Anyone with a slow connection knows what I'm upset about.
Needless to say, I quit when I was about 24 slides into the presentation.
Here's a transcript for you! (Made with Emacs, appropriately).
Sorry to disagree, but
1. The transcript of the entire slideshare presentation is below the slide. This is the case for every presentation on Slideshare and you can skim that if you are in a hurry.
2. I dislike content-stuffed powerpoint slides like most viewers would. It is usually recommended to keep the text per slide at a minimum even if the content needs to be spread across many slides.

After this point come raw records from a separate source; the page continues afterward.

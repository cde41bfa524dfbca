//! Message sequencing: supersession, chunking and the timed chunk task.

use std::sync::Arc;

use tokio::runtime::Handle;

use super::{ChatboxTransport, Inner};
use crate::messages::{OutboundFrame, SendOutcome};
use crate::text::{char_len, preview, split_message, truncate_with_ellipsis};
use crate::transport::TransportConfig;

/// Text budgets below this are planned without room for ` (i/n)` labels
const MIN_LABELLED_BUDGET: usize = 40;

fn chunk_label(index: usize, total: usize) -> String {
    format!(" ({index}/{total})")
}

/// Plan the frames for an already sanitized message
///
/// Each frame is `prefix + chunk`, with a ` (i/n)` label when there is more
/// than one chunk and the label fits. Every frame is within `max_length`.
#[must_use]
pub fn plan_frame(config: &TransportConfig, sequence_id: u64, text: &str) -> OutboundFrame {
    let max_length = config.max_length;
    let budget = config.text_budget();

    let mut pieces = split_message(text, budget);
    if pieces.len() > 1 {
        // Leave room for the widest label so chunks keep their labels
        let reserve = char_len(&chunk_label(pieces.len(), pieces.len())) + 1;
        if budget >= MIN_LABELLED_BUDGET + reserve {
            pieces = split_message(text, budget - reserve);
        }
    }

    let total = pieces.len();
    let chunks = pieces
        .into_iter()
        .enumerate()
        .map(|(i, piece)| {
            let base = format!("{}{}", config.prefix, piece);
            if total > 1 {
                let labelled = format!("{base}{}", chunk_label(i + 1, total));
                if char_len(&labelled) <= max_length {
                    return labelled;
                }
            }
            truncate_with_ellipsis(&base, max_length)
        })
        .collect();

    OutboundFrame {
        sequence_id,
        chunks,
    }
}

impl Inner {
    pub(crate) fn send_message(self: &Arc<Self>, text: &str) -> SendOutcome {
        if !self.is_operational() {
            return SendOutcome::Disabled;
        }

        let clean = self.sanitizer.clean(text);
        if clean.is_empty() {
            tracing::debug!("Message empty after sanitizing, nothing to send");
            return SendOutcome::Empty;
        }

        let (id, previous) = self.state.lock().begin_generation();
        if let Some(previous) = previous {
            if !previous.is_finished() {
                previous.abort();
                tracing::debug!(sequence_id = id, "Superseded previous message");
            }
        }

        let prefixed = format!("{}{}", self.config.prefix, clean);
        if char_len(&prefixed) <= self.config.max_length || !self.config.split_long_messages {
            return self.send_single(id, &prefixed);
        }

        let frame = plan_frame(&self.config, id, &clean);
        let chunks = frame.len();

        let runtime = match Handle::try_current() {
            Ok(runtime) => runtime,
            Err(e) => {
                tracing::error!(sequence_id = id, error = %e, "No runtime for chunked send");
                return SendOutcome::Failed {
                    sequence_id: id,
                    reason: e.to_string(),
                };
            }
        };
        let task = runtime.spawn(Arc::clone(self).run_chunks(frame));

        let mut st = self.state.lock();
        if st.is_current(id) {
            st.active_task = Some(task);
        } else {
            task.abort();
        }
        drop(st);

        tracing::debug!(sequence_id = id, chunks, "Scheduled chunked message");
        SendOutcome::Scheduled {
            sequence_id: id,
            chunks,
        }
    }

    fn send_single(self: &Arc<Self>, id: u64, prefixed: &str) -> SendOutcome {
        let frame = truncate_with_ellipsis(prefixed, self.config.max_length);
        if !self.is_current(id) {
            return SendOutcome::Failed {
                sequence_id: id,
                reason: "superseded before transmit".to_string(),
            };
        }
        match self.transmit_text(&frame) {
            Ok(()) => {
                tracing::info!(sequence_id = id, text = %preview(&frame), "Sent chatbox message");
                self.finish_message();
                SendOutcome::Sent { sequence_id: id }
            }
            Err(e) => {
                // The attempt is over either way
                self.finish_typing();
                SendOutcome::Failed {
                    sequence_id: id,
                    reason: e.to_string(),
                }
            }
        }
    }

    async fn run_chunks(self: Arc<Self>, frame: OutboundFrame) {
        let id = frame.sequence_id;
        let total = frame.len();
        let mut delivered = 0usize;

        for (i, chunk) in frame.chunks.iter().enumerate() {
            // Typing stays up: the superseding message finishes it
            if !self.is_current(id) {
                tracing::debug!(sequence_id = id, chunk = i + 1, "Chunked message superseded");
                return;
            }

            if self.transmit_text(chunk).is_ok() {
                delivered += 1;
                tracing::info!(
                    sequence_id = id,
                    chunk = i + 1,
                    total,
                    text = %preview(chunk),
                    "Sent chatbox chunk"
                );
            }

            if i + 1 < total {
                tokio::time::sleep(self.config.message_delay).await;
                // Same as above, the newer message owns the typing indicator
                if !self.is_current(id) {
                    tracing::debug!(sequence_id = id, "Chunked message superseded during delay");
                    return;
                }
            }
        }

        if delivered > 0 {
            self.finish_message();
        } else {
            self.finish_typing();
        }
    }

    /// A message is fully out: drop the typing indicator, arm auto-clear
    fn finish_message(self: &Arc<Self>) {
        self.finish_typing();
        self.schedule_auto_clear();
    }

    fn finish_typing(&self) {
        let typing = self.state.lock().is_typing;
        if typing {
            self.set_typing(false);
        }
    }
}

impl ChatboxTransport {
    /// Send conversational text, superseding anything still in flight
    ///
    /// Text that fits goes out immediately as one frame. Longer text is split
    /// into chunks sent `message_delay` apart by a background task, or cut to
    /// the limit when splitting is disabled.
    pub fn send_message(&self, text: &str) -> SendOutcome {
        self.inner.send_message(text)
    }

    /// Send two panes (`thinking`, `final`) as one frame
    ///
    /// Does not start a new generation, so an in-flight chunked message keeps
    /// running. The returned id is the generation current at the time.
    pub fn send_two_part(
        &self,
        thinking: &str,
        final_text: &str,
        divider: Option<&str>,
    ) -> SendOutcome {
        let inner = &self.inner;
        if !inner.is_operational() {
            return SendOutcome::Disabled;
        }

        let thinking = inner.sanitizer.clean(thinking);
        let final_text = inner.sanitizer.clean(final_text);
        if thinking.is_empty() && final_text.is_empty() {
            return SendOutcome::Empty;
        }

        let divider = divider
            .filter(|d| !d.is_empty())
            .unwrap_or(inner.config.ui.divider.as_str());
        let assembled = format!("{}{thinking}\n{divider}\n{final_text}", inner.config.prefix);
        let frame = truncate_with_ellipsis(&assembled, inner.config.max_length);

        let sequence_id = inner.state.lock().sequence_id;
        match inner.transmit_text(&frame) {
            Ok(()) => {
                tracing::debug!(sequence_id, "Sent two-part frame");
                SendOutcome::Sent { sequence_id }
            }
            Err(e) => SendOutcome::Failed {
                sequence_id,
                reason: e.to_string(),
            },
        }
    }
}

>>It is usually recommended to keep the text per slide at a minimum
The point is, slides are teaching and not information recording/storing tools.
Most people forget this plain simple fact.
First principle of giving a presentation, ensure people focus on what you say and not on your slides.
Well, then he made the right choice, because he turned his presentation into a summarised subtitle of the story he was telling.
You're totally right, the transcript is quite readable 1/1 Powered by Rabbit 0.9.2
It seemed like a weird way to convey the content, but I found myself getting into it after a few slides, in a Zen sort of way :)
The author is Japanese, after all.
Of course, I've been a constant Emacs user since about 1990, so maybe I'm cutting him some extra slack. I love Emacs. It is so powerful and I feel that even after 23 years of daily use I'm still only touching the surface of what it can do.
In some ways Emacs has fallen behind the state-of-the-art, but the community is so vast and talented that they keep coming up with awesome add-ins to keep it competitive (thanks, guys!).
I too found the presentation much more interesting. The pauses in between each break/slide just gave me time to take in the significance. I think it was very appropriate here, and I'm glad I was introduced to this method of presentation. I think I'll use it myself some time.
It looks like the style is inspired by Takahashi Method: http://en.wikipedia.org/wiki/Takahashi_method
Though, he departs from it; with pictures and such.
would have rather read this presentation in Emacs in 1 paragraph than 75 slides.